Teman Masa Kecil Zenith - Chapter 706
Bab 706
Catatan TL: Halo teman-teman. Semua karakter baru telah diadaptasi, jadi semuanya akan lebih mudah sekarang. Saya sangat ingin kalian menikmati turnamen ini sepenuhnya!
_________________________
Babak utama Turnamen Bela Diri Shinryong sama sekali berbeda dengan babak penyisihan yang kurang menarik—ini adalah pertarungan sesungguhnya.
Di sekeliling arena, terdapat kerumunan penonton yang memadati tribun, dipenuhi dengan antusiasme.
Di tengahnya berdiri dua platform pertarungan besar, yang dirancang untuk menyelenggarakan dua pertandingan secara bersamaan. Pemenang dari setiap pasangan akan maju ke tahap berikutnya.
Formatnya sederhana namun efisien.
“Mulai.”
Suara rendah wasit menandai dimulainya pertandingan, dan suasana langsung menjadi tegang.
“Hyaaat!”
“Hup!”
Ledakan!
Benturan energi internal meletus, menciptakan gelombang yang menyebar di seluruh arena.
Woooaaahhh!
Para penonton bergemuruh, kegembiraan mereka semakin meningkat dengan setiap gelombang kejut.
Ini adalah pemandangan langka—bentrokan para ahli bela diri tingkat puncak, gerakan mereka cepat dan kekuatan mereka mengagumkan. Para penonton menyaksikan dalam keheningan yang terpukau, terpesona oleh intensitas pertarungan yang luar biasa.
“…Awal yang cukup mengejutkan, bukan?”
“Siapakah pria itu? Apakah mereka memanggilnya Mupung Twin Blades?”
Seorang pria bertubuh kekar yang memegang gada besi besar menerjang ke depan, gerakannya kasar namun kuat. Namun, lawannya, seorang pengguna pedang ganda, menghindar dengan anggun tanpa kesulitan.
Bahkan orang awam pun bisa melihat perbedaan keterampilan mereka.
“Mupung Twin Blades? Aku belum pernah mendengar julukan itu.”
“Dia agak terkenal di Hubei belakangan ini.”
Semakin lama, perhatian semakin beralih ke pendekar pedang itu.
“Ini mengesankan.

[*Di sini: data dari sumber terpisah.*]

use std::path::PathBuf;
use std::process;

use clap::Parser;
use rowdb::config::TableConfig;
use rowdb::error::RowDbError;
use rowdb::statement::{self, constants_report, ExecResult, MetaCommand};
use rowdb::Table;
use tracing_subscriber::EnvFilter;

#[derive(Parser)]
#[command(name = "rowdb", about = "rowdb - single-file B-tree row store")]
struct Cli {
    /// Path to the database file (created if missing)
    db_path: PathBuf,

    /// Execute one statement or meta command and exit
    #[arg(short = 'e')]
    execute: Option<String>,

    /// Maximum number of pages the table may hold
    #[arg(long)]
    max_pages: Option<u32>,

    /// Cells per leaf before it splits (must match the file)
    #[arg(long)]
    leaf_max_cells: Option<u32>,
}

enum Flow {
    Continue,
    Exit,
}

fn init_tracing() {
    let filter = EnvFilter::try_from_default_env().unwrap_or_else(|_| EnvFilter::new("warn"));
    tracing_subscriber::fmt()
        .with_env_filter(filter)
        .with_writer(std::io::stderr)
        .init();
}

fn fatal(context: &str, e: RowDbError) -> ! {
    eprintln!("ERROR: {}: {}", context, e);
    process::exit(1);
}

fn run_meta(command: MetaCommand, table: &mut Table) -> Result<Flow, RowDbError> {
    match command {
        MetaCommand::Exit => return Ok(Flow::Exit),
        MetaCommand::Constants => {
            println!("Constants:");
            print!("{}", constants_report());
        }
        MetaCommand::BTree => {
            println!("Tree:");
            print!("{}", table.dump_tree()?);
        }
    }
    Ok(Flow::Continue)
}

fn run_line(line: &str, table: &mut Table) -> Result<Flow, RowDbError> {
    if line.starts_with('.') {
        return run_meta(MetaCommand::parse(line)?, table);
    }

    match statement::execute_line(line, table)? {
        ExecResult::Inserted => {}
        ExecResult::Rows(rows) => {
            for row in &rows {
                println!("{}", row);
            }
        }
    }
    println!("Executed.");
    Ok(Flow::Continue)
}

/// Run one line, reporting recoverable errors and aborting on the rest.
fn handle_line(line: &str, table: &mut Table) -> Flow {
    match run_line(line, table) {
        Ok(flow) => flow,
        Err(e) if e.is_recoverable() => {
            println!("Error: {}", e);
            Flow::Continue
        }
        Err(e) => fatal("statement failed", e),
    }
}

fn run_repl(table: &mut Table) {
    let mut rl = rustyline::DefaultEditor::new().unwrap_or_else(|e| {
        eprintln!("ERROR: Failed to initialize REPL: {}", e);
        process::exit(1);
    });

    loop {
        match rl.readline("db > ") {
            Ok(line) => {
                let trimmed = line.trim();
                if trimmed.is_empty() {
                    continue;
                }
                let _ = rl.add_history_entry(trimmed);
                if let Flow::Exit = handle_line(trimmed, table) {
                    break;
                }
            }
            Err(rustyline::error::ReadlineError::Interrupted) => {
                println!();
            }
            Err(rustyline::error::ReadlineError::Eof) => break,
            Err(e) => {
                eprintln!("ERROR: {}", e);
                break;
            }
        }
    }
}

fn main() {
    init_tracing();
    let cli = Cli::parse();

    let mut config = TableConfig::default();
    if let Some(max_pages) = cli.max_pages {
        config = config.with_max_pages(max_pages);
    }
    if let Some(leaf_max_cells) = cli.leaf_max_cells {
        config = config.with_leaf_max_cells(leaf_max_cells);
    }

    let mut table = Table::open_with_config(&cli.db_path, config)
        .unwrap_or_else(|e| fatal("Failed to open database", e));

    if let Some(line) = &cli.execute {
        handle_line(line.trim(), &mut table);
    } else {
        run_repl(&mut table);
    }

    if let Err(e) = table.close() {
        fatal("Failed to close database", e);
    }
}
/// B-tree node layout over raw pages.
///
/// Common header (6 bytes):
///   [node_type: u8] [is_root: u8] [parent_pointer: u32]
///
/// Leaf node:
///   header: common + [cell_count: u32]                    (10 bytes)
///   cell:   [key: u32] [row: ROW_SIZE bytes]              (104 bytes)
///
/// Internal node:
///   header: common + [key_count: u32] [right_child: u32]  (14 bytes)
///   cell:   [child: u32] [key: u32]                       (8 bytes)
///
/// Key i of an internal node is the largest key under child i; the right
/// child holds every key greater than the last one.
use crate::error::{Result, RowDbError};
use crate::row::ROW_SIZE;
use crate::storage::page::{Page, PageNum, PAGE_SIZE};

// Common header
pub const NODE_TYPE_SIZE: usize = 1;
pub const NODE_TYPE_OFFSET: usize = 0;
pub const IS_ROOT_SIZE: usize = 1;
pub const IS_ROOT_OFFSET: usize = NODE_TYPE_OFFSET + NODE_TYPE_SIZE;
pub const PARENT_POINTER_SIZE: usize = 4;
pub const PARENT_POINTER_OFFSET: usize = IS_ROOT_OFFSET + IS_ROOT_SIZE;
pub const COMMON_NODE_HEADER_SIZE: usize = NODE_TYPE_SIZE + IS_ROOT_SIZE + PARENT_POINTER_SIZE;

// Leaf header and body
pub const LEAF_NODE_NUM_CELLS_SIZE: usize = 4;
pub const LEAF_NODE_NUM_CELLS_OFFSET: usize = COMMON_NODE_HEADER_SIZE;
pub const LEAF_NODE_HEADER_SIZE: usize = COMMON_NODE_HEADER_SIZE + LEAF_NODE_NUM_CELLS_SIZE;
pub const LEAF_NODE_KEY_SIZE: usize = 4;
pub const LEAF_NODE_KEY_OFFSET: usize = 0;
pub const LEAF_NODE_VALUE_SIZE: usize = ROW_SIZE;
pub const LEAF_NODE_VALUE_OFFSET: usize = LEAF_NODE_KEY_OFFSET + LEAF_NODE_KEY_SIZE;
pub const LEAF_NODE_CELL_SIZE: usize = LEAF_NODE_KEY_SIZE + LEAF_NODE_VALUE_SIZE;
pub const LEAF_NODE_SPACE_FOR_CELLS: usize = PAGE_SIZE - LEAF_NODE_HEADER_SIZE;
pub const LEAF_NODE_MAX_CELLS: u32 = (LEAF_NODE_SPACE_FOR_CELLS / LEAF_NODE_CELL_SIZE) as u32;
pub const LEAF_NODE_RIGHT_SPLIT_COUNT: u32 = (LEAF_NODE_MAX_CELLS + 1) / 2;
pub const LEAF_NODE_LEFT_SPLIT_COUNT: u32 = (LEAF_NODE_MAX_CELLS + 1) - LEAF_NODE_RIGHT_SPLIT_COUNT;

// Internal header and body
pub const INTERNAL_NODE_NUM_KEYS_SIZE: usize = 4;
pub const INTERNAL_NODE_NUM_KEYS_OFFSET: usize = COMMON_NODE_HEADER_SIZE;
pub const INTERNAL_NODE_RIGHT_CHILD_SIZE: usize = 4;
pub const INTERNAL_NODE_RIGHT_CHILD_OFFSET: usize =
    INTERNAL_NODE_NUM_KEYS_OFFSET + INTERNAL_NODE_NUM_KEYS_SIZE;
pub const INTERNAL_NODE_HEADER_SIZE: usize =
    COMMON_NODE_HEADER_SIZE + INTERNAL_NODE_NUM_KEYS_SIZE + INTERNAL_NODE_RIGHT_CHILD_SIZE;
pub const INTERNAL_NODE_CHILD_SIZE: usize = 4;
pub const INTERNAL_NODE_KEY_SIZE: usize = 4;
pub const INTERNAL_NODE_CELL_SIZE: usize = INTERNAL_NODE_CHILD_SIZE + INTERNAL_NODE_KEY_SIZE;
pub const INTERNAL_NODE_MAX_CELLS: u32 =
    ((PAGE_SIZE - INTERNAL_NODE_HEADER_SIZE) / INTERNAL_NODE_CELL_SIZE) as u32;

const NODE_TYPE_INTERNAL: u8 = 0;
const NODE_TYPE_LEAF: u8 = 1;

#[derive(Debug, Clone, Copy, PartialEq, Eq)]
pub enum NodeType {
    Internal,
    Leaf,
}

// --- Common header ---

/// Get the node type. `page_num` is only used for error reporting.
pub fn node_type(page: &Page, page_num: PageNum) -> Result<NodeType> {
    match page.read_u8(NODE_TYPE_OFFSET) {
        NODE_TYPE_INTERNAL => Ok(NodeType::Internal),
        NODE_TYPE_LEAF => Ok(NodeType::Leaf),
        tag => Err(RowDbError::InvalidNodeType {
            page: page_num,
            tag,
        }),
    }
}

pub fn set_node_type(page: &mut Page, node_type: NodeType) {
    let tag = match node_type {
        NodeType::Internal => NODE_TYPE_INTERNAL,
        NodeType::Leaf => NODE_TYPE_LEAF,
    };
    page.write_u8(NODE_TYPE_OFFSET, tag);
}

pub fn is_root(page: &Page) -> bool {
    page.read_u8(IS_ROOT_OFFSET) != 0
}

pub fn set_root(page: &mut Page, is_root: bool) {
    page.write_u8(IS_ROOT_OFFSET, is_root as u8);
}

pub fn parent_pointer(page: &Page) -> PageNum {
    page.read_u32(PARENT_POINTER_OFFSET)
}

pub fn set_parent_pointer(page: &mut Page, parent: PageNum) {
    page.write_u32(PARENT_POINTER_OFFSET, parent);
}

// --- Leaf node ---

pub fn leaf_num_cells(page: &Page) -> u32 {
    page.read_u32(LEAF_NODE_NUM_CELLS_OFFSET)
}

/// Cell count read from a page that came off disk; a count past the page
/// capacity is `Corruption`.
pub fn checked_leaf_num_cells(page: &Page, page_num: PageNum) -> Result<u32> {
    let num_cells = leaf_num_cells(page);
    if num_cells > LEAF_NODE_MAX_CELLS {
        return Err(RowDbError::Corruption(format!(
            "leaf {} claims {} cells",
            page_num, num_cells
        )));
    }
    Ok(num_cells)
}

pub fn set_leaf_num_cells(page: &mut Page, count: u32) {
    page.write_u32(LEAF_NODE_NUM_CELLS_OFFSET, count);
}

fn leaf_cell_offset(cell_num: u32) -> usize {
    debug_assert!(cell_num < LEAF_NODE_MAX_CELLS);
    LEAF_NODE_HEADER_SIZE + cell_num as usize * LEAF_NODE_CELL_SIZE
}

/// Raw bytes (key + row) of leaf cell `cell_num`.
pub fn leaf_cell(page: &Page, cell_num: u32) -> &[u8] {
    page.slice(leaf_cell_offset(cell_num), LEAF_NODE_CELL_SIZE)
}

pub fn set_leaf_cell(page: &mut Page, cell_num: u32, cell: &[u8]) {
    page.slice_mut(leaf_cell_offset(cell_num), LEAF_NODE_CELL_SIZE)
        .copy_from_slice(cell);
}

pub fn leaf_key(page: &Page, cell_num: u32) -> u32 {
    page.read_u32(leaf_cell_offset(cell_num) + LEAF_NODE_KEY_OFFSET)
}

pub fn set_leaf_key(page: &mut Page, cell_num: u32, key: u32) {
    page.write_u32(leaf_cell_offset(cell_num) + LEAF_NODE_KEY_OFFSET, key);
}

pub fn leaf_value(page: &Page, cell_num: u32) -> &[u8] {
    page.slice(
        leaf_cell_offset(cell_num) + LEAF_NODE_VALUE_OFFSET,
        LEAF_NODE_VALUE_SIZE,
    )
}

pub fn leaf_value_mut(page: &mut Page, cell_num: u32) -> &mut [u8] {
    page.slice_mut(
        leaf_cell_offset(cell_num) + LEAF_NODE_VALUE_OFFSET,
        LEAF_NODE_VALUE_SIZE,
    )
}

/// Move cells `[cell_num, num_cells)` one slot up to open a gap at
/// `cell_num`. The caller guarantees `num_cells < LEAF_NODE_MAX_CELLS`.
pub fn leaf_shift_cells_right(page: &mut Page, cell_num: u32, num_cells: u32) {
    if cell_num >= num_cells {
        return;
    }
    let start = leaf_cell_offset(cell_num);
    let end = leaf_cell_offset(num_cells);
    // memmove semantics: overlapping ranges are copied high to low.
    page.data.copy_within(start..end, start + LEAF_NODE_CELL_SIZE);
}

/// Reset a page to an empty, non-root leaf.
pub fn init_leaf(page: &mut Page) {
    set_node_type(page, NodeType::Leaf);
    set_root(page, false);
    set_parent_pointer(page, 0);
    set_leaf_num_cells(page, 0);
}

// --- Internal node ---

pub fn internal_num_keys(page: &Page) -> u32 {
    page.read_u32(INTERNAL_NODE_NUM_KEYS_OFFSET)
}

pub fn set_internal_num_keys(page: &mut Page, count: u32) {
    page.write_u32(INTERNAL_NODE_NUM_KEYS_OFFSET, count);
}

pub fn internal_right_child(page: &Page) -> PageNum {
    page.read_u32(INTERNAL_NODE_RIGHT_CHILD_OFFSET)
}

pub fn set_internal_right_child(page: &mut Page, child: PageNum) {
    page.write_u32(INTERNAL_NODE_RIGHT_CHILD_OFFSET, child);
}

fn internal_cell_offset(cell_num: u32) -> usize {
    debug_assert!(cell_num < INTERNAL_NODE_MAX_CELLS);
    INTERNAL_NODE_HEADER_SIZE + cell_num as usize * INTERNAL_NODE_CELL_SIZE
}

/// Child `child_num` of an internal node; `child_num == key_count` is the
/// right child.
pub fn internal_child(page: &Page, child_num: u32) -> Result<PageNum> {
    let key_count = internal_num_keys(page);
    if child_num > key_count {
        return Err(RowDbError::ChildIndexOutOfBounds {
            index: child_num,
            key_count,
        });
    }
    if child_num == key_count {
        Ok(internal_right_child(page))
    } else {
        Ok(page.read_u32(internal_cell_offset(child_num)))
    }
}

/// Set the child pointer of cell `cell_num` (not the right child).
pub fn set_internal_child(page: &mut Page, cell_num: u32, child: PageNum) {
    page.write_u32(internal_cell_offset(cell_num), child);
}

pub fn internal_key(page: &Page, key_num: u32) -> u32 {
    page.read_u32(internal_cell_offset(key_num) + INTERNAL_NODE_CHILD_SIZE)
}

pub fn set_internal_key(page: &mut Page, key_num: u32, key: u32) {
    page.write_u32(
        internal_cell_offset(key_num) + INTERNAL_NODE_CHILD_SIZE,
        key,
    );
}

/// Reset a page to an empty, non-root internal node.
pub fn init_internal(page: &mut Page) {
    set_node_type(page, NodeType::Internal);
    set_root(page, false);
    set_parent_pointer(page, 0);
    set_internal_num_keys(page, 0);
    set_internal_right_child(page, 0);
}

/// Largest key recorded in the node itself: the last leaf cell, or the last
/// internal cell. The right child of an internal node is not consulted.
/// `None` for an empty node.
pub fn max_key(page: &Page, page_num: PageNum) -> Result<Option<u32>> {
    Ok(match node_type(page, page_num)? {
        NodeType::Leaf => match leaf_num_cells(page) {
            0 => None,
            n => Some(leaf_key(page, n - 1)),
        },
        NodeType::Internal => match internal_num_keys(page) {
            0 => None,
            n => Some(internal_key(page, n - 1)),
        },
    })
}

#[cfg(test)]
mod tests {
    use super::*;

    #[test]
    fn test_layout_constants() {
        assert_eq!(COMMON_NODE_HEADER_SIZE, 6);
        assert_eq!(LEAF_NODE_HEADER_SIZE, 10);
        assert_eq!(LEAF_NODE_CELL_SIZE, 104);
        assert_eq!(LEAF_NODE_SPACE_FOR_CELLS, 4086);
        assert_eq!(LEAF_NODE_MAX_CELLS, 39);
        assert_eq!(INTERNAL_NODE_HEADER_SIZE, 14);
        assert_eq!(INTERNAL_NODE_CELL_SIZE, 8);
        assert_eq!(INTERNAL_NODE_MAX_CELLS, 510);
    }

    #[test]
    fn test_leaf_node() {
        let mut page = Page::new();
        set_root(&mut page, true);
        set_leaf_num_cells(&mut page, 5);
        init_leaf(&mut page);

        assert_eq!(node_type(&page, 0).unwrap(), NodeType::Leaf);
        assert!(!is_root(&page));
        assert_eq!(leaf_num_cells(&page), 0);
        assert_eq!(max_key(&page, 0).unwrap(), None);

        set_leaf_key(&mut page, 0, 3);
        leaf_value_mut(&mut page, 0).fill(0xAB);
        set_leaf_key(&mut page, 1, 8);
        set_leaf_num_cells(&mut page, 2);

        assert_eq!(leaf_key(&page, 0), 3);
        assert!(leaf_value(&page, 0).iter().all(|&b| b == 0xAB));
        assert_eq!(max_key(&page, 0).unwrap(), Some(8));

        // Byte-exact placement of the second cell.
        let offset = LEAF_NODE_HEADER_SIZE + LEAF_NODE_CELL_SIZE;
        assert_eq!(page.read_u32(offset), 8);
        assert_eq!(page.read_u8(NODE_TYPE_OFFSET), 1);
    }

    #[test]
    fn test_copy_leaf_cell() {
        let mut src = Page::new();
        init_leaf(&mut src);
        set_leaf_key(&mut src, 2, 77);
        leaf_value_mut(&mut src, 2)[0] = 9;

        let mut dst = Page::new();
        init_leaf(&mut dst);
        set_leaf_cell(&mut dst, 0, leaf_cell(&src, 2));
        assert_eq!(leaf_key(&dst, 0), 77);
        assert_eq!(leaf_value(&dst, 0)[0], 9);
    }

    #[test]
    fn test_shift_cells_right() {
        let mut page = Page::new();
        init_leaf(&mut page);
        for (i, key) in [10u32, 20, 30].into_iter().enumerate() {
            set_leaf_key(&mut page, i as u32, key);
            leaf_value_mut(&mut page, i as u32)[0] = key as u8;
        }

        leaf_shift_cells_right(&mut page, 1, 3);
        assert_eq!(leaf_key(&page, 0), 10);
        assert_eq!(leaf_key(&page, 2), 20);
        assert_eq!(leaf_key(&page, 3), 30);
        assert_eq!(leaf_value(&page, 3)[0], 30);
        assert_eq!(leaf_value(&page, 2)[0], 20);

        // Nothing to move when inserting at the end.
        let before = page.clone();
        leaf_shift_cells_right(&mut page, 4, 4);
        assert_eq!(page, before);
    }

    #[test]
    fn test_internal_node() {
        let mut page = Page::new();
        init_internal(&mut page);
        set_root(&mut page, true);

        assert_eq!(node_type(&page, 0).unwrap(), NodeType::Internal);
        assert!(is_root(&page));
        assert_eq!(max_key(&page, 0).unwrap(), None);

        set_internal_num_keys(&mut page, 2);
        set_internal_child(&mut page, 0, 10);
        set_internal_key(&mut page, 0, 5);
        set_internal_child(&mut page, 1, 20);
        set_internal_key(&mut page, 1, 9);
        set_internal_right_child(&mut page, 30);

        assert_eq!(internal_child(&page, 0).unwrap(), 10);
        assert_eq!(internal_child(&page, 1).unwrap(), 20);
        assert_eq!(internal_child(&page, 2).unwrap(), 30);
        assert_eq!(internal_key(&page, 1), 9);
        assert_eq!(max_key(&page, 0).unwrap(), Some(9));

        assert_eq!(page.read_u32(INTERNAL_NODE_RIGHT_CHILD_OFFSET), 30);
        assert_eq!(page.read_u32(INTERNAL_NODE_HEADER_SIZE), 10);
        assert_eq!(page.read_u32(INTERNAL_NODE_HEADER_SIZE + 4), 5);
    }

    #[test]
    fn test_internal_child_out_of_bounds() {
        let mut page = Page::new();
        init_internal(&mut page);
        set_internal_num_keys(&mut page, 1);

        let err = internal_child(&page, 2).unwrap_err();
        assert!(matches!(
            err,
            RowDbError::ChildIndexOutOfBounds {
                index: 2,
                key_count: 1
            }
        ));
    }

    #[test]
    fn test_invalid_node_type() {
        let mut page = Page::new();
        page.write_u8(NODE_TYPE_OFFSET, 9);
        assert!(matches!(
            node_type(&page, 4),
            Err(RowDbError::InvalidNodeType { page: 4, tag: 9 })
        ));
    }

    #[test]
    fn test_parent_pointer() {
        let mut page = Page::new();
        set_parent_pointer(&mut page, 12);
        assert_eq!(parent_pointer(&page), 12);
        init_leaf(&mut page);
        assert_eq!(parent_pointer(&page), 0);
    }
}
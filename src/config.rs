use crate::btree::node::LEAF_NODE_MAX_CELLS;
use crate::error::{Result, RowDbError};

/// Upper bound on the number of pages a table may cache (and so hold).
pub const TABLE_MAX_PAGES: u32 = 100;

/// Knobs for opening a table.
///
/// `leaf_max_cells` must be the value the file was written with; a smaller
/// capacity is useful for exercising splits on small data sets.
#[derive(Debug, Clone, Copy, PartialEq, Eq)]
pub struct TableConfig {
    pub max_pages: u32,
    pub leaf_max_cells: u32,
}

impl Default for TableConfig {
    fn default() -> Self {
        Self {
            max_pages: TABLE_MAX_PAGES,
            leaf_max_cells: LEAF_NODE_MAX_CELLS,
        }
    }
}

impl TableConfig {
    pub fn with_leaf_max_cells(mut self, leaf_max_cells: u32) -> Self {
        self.leaf_max_cells = leaf_max_cells;
        self
    }

    pub fn with_max_pages(mut self, max_pages: u32) -> Self {
        self.max_pages = max_pages;
        self
    }

    pub fn validate(&self) -> Result<()> {
        if self.max_pages == 0 {
            return Err(RowDbError::InvalidConfig(
                "max_pages must be at least 1".into(),
            ));
        }
        if self.leaf_max_cells == 0 || self.leaf_max_cells > LEAF_NODE_MAX_CELLS {
            return Err(RowDbError::InvalidConfig(format!(
                "leaf_max_cells must be between 1 and {}, got {}",
                LEAF_NODE_MAX_CELLS, self.leaf_max_cells
            )));
        }
        Ok(())
    }
}
use crate::error::Result;
use crate::storage::page::{Page, PageNum};

/// Abstraction over the page cache.
///
/// Implemented by `Pager`. Pages handed out are mutated in place and persisted
/// only when the store flushes them.
pub trait PageStore {
    /// Cached buffer for `page_num`, loading or zero-filling it on first access.
    fn get_page(&mut self, page_num: PageNum) -> Result<&mut Page>;
    /// Next never-used page number. Does not materialize the page.
    fn allocate_page_number(&self) -> PageNum;
    fn page_count(&self) -> u32;
    fn max_pages(&self) -> u32;
}
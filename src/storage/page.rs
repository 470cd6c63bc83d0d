/// Raw fixed-size page (4096 bytes).
///
/// A page carries no layout of its own; `btree::node` interprets it as a leaf
/// or internal node through the offset helpers below. All integers are
/// little-endian.

pub const PAGE_SIZE: usize = 4096;

pub type PageNum = u32;

#[derive(Clone, PartialEq, Eq)]
pub struct Page {
    pub data: [u8; PAGE_SIZE],
}

impl Page {
    /// A zero-filled page.
    pub fn new() -> Self {
        Page {
            data: [0u8; PAGE_SIZE],
        }
    }

    pub fn read_u8(&self, offset: usize) -> u8 {
        self.data[offset]
    }

    pub fn write_u8(&mut self, offset: usize, value: u8) {
        self.data[offset] = value;
    }

    pub fn read_u32(&self, offset: usize) -> u32 {
        u32::from_le_bytes(self.data[offset..offset + 4].try_into().unwrap())
    }

    pub fn write_u32(&mut self, offset: usize, value: u32) {
        self.data[offset..offset + 4].copy_from_slice(&value.to_le_bytes());
    }

    pub fn slice(&self, offset: usize, len: usize) -> &[u8] {
        &self.data[offset..offset + len]
    }

    pub fn slice_mut(&mut self, offset: usize, len: usize) -> &mut [u8] {
        &mut self.data[offset..offset + len]
    }

    /// Get the raw page bytes.
    pub fn as_bytes(&self) -> &[u8; PAGE_SIZE] {
        &self.data
    }

    /// Create a page from raw bytes.
    pub fn from_bytes(data: [u8; PAGE_SIZE]) -> Self {
        Page { data }
    }
}

impl Default for Page {
    fn default() -> Self {
        Self::new()
    }
}

impl std::fmt::Debug for Page {
    fn fmt(&self, f: &mut std::fmt::Formatter<'_>) -> std::fmt::Result {
        f.debug_struct("Page")
            .field("type", &self.read_u8(0))
            .field("is_root", &self.read_u8(1))
            .field("count", &self.read_u32(6))
            .finish()
    }
}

Mampu mengalahkan seseorang seperti Dae Cheol Heuktae (Great Iron Black Smash) dengan begitu mudah.”
Petarung yang menggunakan gada, yang dikenal sebagai Great Iron Black Smash, adalah tokoh terkenal di Sichuan, terkenal karena kekuatan brutalnya dan gaya bertarung yang agresif.
Namun, alih-alih mengalahkan lawannya, ia justru dengan mudah ditangkis dan dikalahkan.
Kerumunan mulai bergumam dengan rasa takjub yang semakin besar.
Nama yang asing.
Kekuatan yang tak terduga.
Inilah tipe petarung yang sangat disukai penonton.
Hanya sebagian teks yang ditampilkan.